WHAT YOU WILL DO: Begin at the line containing "from >= searched_from" in the entries below and end at the line containing "while self.cursor <"; transcribe that range exactly and nothing outside it.

Collected data:

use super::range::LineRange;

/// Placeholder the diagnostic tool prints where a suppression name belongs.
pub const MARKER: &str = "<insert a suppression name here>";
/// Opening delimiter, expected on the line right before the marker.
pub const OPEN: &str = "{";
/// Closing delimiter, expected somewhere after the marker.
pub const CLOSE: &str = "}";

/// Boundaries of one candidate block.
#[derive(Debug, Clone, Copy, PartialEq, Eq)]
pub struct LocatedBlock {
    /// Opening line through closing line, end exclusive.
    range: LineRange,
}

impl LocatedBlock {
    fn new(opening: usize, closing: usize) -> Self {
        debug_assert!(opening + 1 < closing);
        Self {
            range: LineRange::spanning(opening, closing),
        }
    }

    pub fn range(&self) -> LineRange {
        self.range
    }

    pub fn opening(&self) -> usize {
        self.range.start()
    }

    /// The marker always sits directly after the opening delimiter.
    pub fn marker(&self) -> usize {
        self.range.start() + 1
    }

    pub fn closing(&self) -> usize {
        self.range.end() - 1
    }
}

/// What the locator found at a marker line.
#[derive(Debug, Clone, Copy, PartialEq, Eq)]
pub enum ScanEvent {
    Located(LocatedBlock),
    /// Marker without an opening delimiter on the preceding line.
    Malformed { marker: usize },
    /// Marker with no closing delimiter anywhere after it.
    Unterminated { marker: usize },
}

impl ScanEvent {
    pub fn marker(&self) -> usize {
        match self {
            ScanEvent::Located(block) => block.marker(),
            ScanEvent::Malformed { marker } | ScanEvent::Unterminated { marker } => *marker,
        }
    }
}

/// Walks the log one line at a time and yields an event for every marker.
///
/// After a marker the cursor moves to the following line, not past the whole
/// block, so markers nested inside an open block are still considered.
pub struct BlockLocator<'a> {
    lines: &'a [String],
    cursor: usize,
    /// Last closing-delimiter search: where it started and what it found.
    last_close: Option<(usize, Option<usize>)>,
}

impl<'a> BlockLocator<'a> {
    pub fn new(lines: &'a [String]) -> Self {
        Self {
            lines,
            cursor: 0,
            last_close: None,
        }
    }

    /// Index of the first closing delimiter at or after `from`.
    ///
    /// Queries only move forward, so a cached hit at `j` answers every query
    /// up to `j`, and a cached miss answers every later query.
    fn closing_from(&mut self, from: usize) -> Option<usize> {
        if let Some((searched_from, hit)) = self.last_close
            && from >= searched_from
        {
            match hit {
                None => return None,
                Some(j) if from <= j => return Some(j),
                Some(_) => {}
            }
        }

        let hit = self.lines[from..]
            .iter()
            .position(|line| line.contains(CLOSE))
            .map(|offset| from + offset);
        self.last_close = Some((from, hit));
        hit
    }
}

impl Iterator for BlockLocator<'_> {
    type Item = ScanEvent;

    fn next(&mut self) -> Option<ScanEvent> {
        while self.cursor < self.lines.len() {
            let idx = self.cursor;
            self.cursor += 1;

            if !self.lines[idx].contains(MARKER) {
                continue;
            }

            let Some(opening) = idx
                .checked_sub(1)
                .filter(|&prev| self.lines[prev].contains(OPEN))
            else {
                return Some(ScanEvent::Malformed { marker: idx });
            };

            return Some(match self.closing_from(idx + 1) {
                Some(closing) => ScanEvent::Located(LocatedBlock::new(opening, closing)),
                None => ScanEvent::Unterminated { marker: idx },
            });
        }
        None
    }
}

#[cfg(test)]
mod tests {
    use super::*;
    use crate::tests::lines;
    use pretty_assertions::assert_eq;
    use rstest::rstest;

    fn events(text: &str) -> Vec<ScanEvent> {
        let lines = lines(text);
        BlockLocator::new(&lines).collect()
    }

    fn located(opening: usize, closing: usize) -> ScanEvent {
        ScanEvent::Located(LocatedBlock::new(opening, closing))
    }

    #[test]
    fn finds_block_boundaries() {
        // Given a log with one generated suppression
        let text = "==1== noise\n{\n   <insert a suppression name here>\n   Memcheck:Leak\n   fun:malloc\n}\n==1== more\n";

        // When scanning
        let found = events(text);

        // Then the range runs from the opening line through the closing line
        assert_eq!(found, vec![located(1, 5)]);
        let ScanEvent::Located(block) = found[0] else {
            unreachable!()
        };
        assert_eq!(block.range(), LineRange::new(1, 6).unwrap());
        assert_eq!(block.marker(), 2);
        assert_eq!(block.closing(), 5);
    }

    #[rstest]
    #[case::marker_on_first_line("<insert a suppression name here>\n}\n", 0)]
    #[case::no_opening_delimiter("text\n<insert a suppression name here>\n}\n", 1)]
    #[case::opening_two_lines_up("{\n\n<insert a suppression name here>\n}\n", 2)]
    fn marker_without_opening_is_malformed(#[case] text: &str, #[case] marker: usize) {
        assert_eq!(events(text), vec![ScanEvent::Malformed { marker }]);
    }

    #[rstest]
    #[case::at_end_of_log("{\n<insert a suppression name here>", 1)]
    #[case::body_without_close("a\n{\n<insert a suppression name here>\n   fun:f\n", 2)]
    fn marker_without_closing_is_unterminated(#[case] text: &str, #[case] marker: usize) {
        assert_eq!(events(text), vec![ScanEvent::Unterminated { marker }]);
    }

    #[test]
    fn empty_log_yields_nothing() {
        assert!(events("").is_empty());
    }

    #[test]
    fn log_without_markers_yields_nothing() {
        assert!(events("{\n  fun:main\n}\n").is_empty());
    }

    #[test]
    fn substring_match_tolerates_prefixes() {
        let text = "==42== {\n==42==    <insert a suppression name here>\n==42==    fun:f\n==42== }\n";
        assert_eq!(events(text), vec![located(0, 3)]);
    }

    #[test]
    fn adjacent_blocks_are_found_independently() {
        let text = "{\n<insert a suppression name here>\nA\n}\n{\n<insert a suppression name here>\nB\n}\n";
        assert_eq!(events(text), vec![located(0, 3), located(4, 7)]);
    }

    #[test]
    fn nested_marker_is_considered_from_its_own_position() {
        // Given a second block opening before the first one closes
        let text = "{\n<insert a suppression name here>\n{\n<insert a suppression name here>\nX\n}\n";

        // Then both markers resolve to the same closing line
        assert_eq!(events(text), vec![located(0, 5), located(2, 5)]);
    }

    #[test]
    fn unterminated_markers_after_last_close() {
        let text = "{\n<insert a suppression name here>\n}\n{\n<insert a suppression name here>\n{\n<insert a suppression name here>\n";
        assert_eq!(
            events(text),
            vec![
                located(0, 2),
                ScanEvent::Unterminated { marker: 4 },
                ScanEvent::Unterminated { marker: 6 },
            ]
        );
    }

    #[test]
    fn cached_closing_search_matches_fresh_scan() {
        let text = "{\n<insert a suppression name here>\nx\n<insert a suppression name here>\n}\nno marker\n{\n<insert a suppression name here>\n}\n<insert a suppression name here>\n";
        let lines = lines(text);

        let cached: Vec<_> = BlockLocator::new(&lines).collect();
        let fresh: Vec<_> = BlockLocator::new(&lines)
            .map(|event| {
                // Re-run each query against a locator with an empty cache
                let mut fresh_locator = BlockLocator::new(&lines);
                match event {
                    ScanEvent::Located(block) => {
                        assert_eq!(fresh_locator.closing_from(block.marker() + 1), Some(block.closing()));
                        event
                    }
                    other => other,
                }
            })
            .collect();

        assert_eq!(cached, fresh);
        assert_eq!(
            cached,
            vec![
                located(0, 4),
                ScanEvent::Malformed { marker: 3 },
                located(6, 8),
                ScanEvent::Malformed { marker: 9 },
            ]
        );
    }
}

ANSWER BELOW:
            && from >= searched_from
        {
            match hit {
                None => return None,
                Some(j) if from <= j => return Some(j),
                Some(_) => {}
            }
        }

        let hit = self.lines[from..]
            .iter()
            .position(|line| line.contains(CLOSE))
            .map(|offset| from + offset);
        self.last_close = Some((from, hit));
        hit
    }
}

impl Iterator for BlockLocator<'_> {
    type Item = ScanEvent;

    fn next(&mut self) -> Option<ScanEvent> {
        while self.cursor < self.lines.len() {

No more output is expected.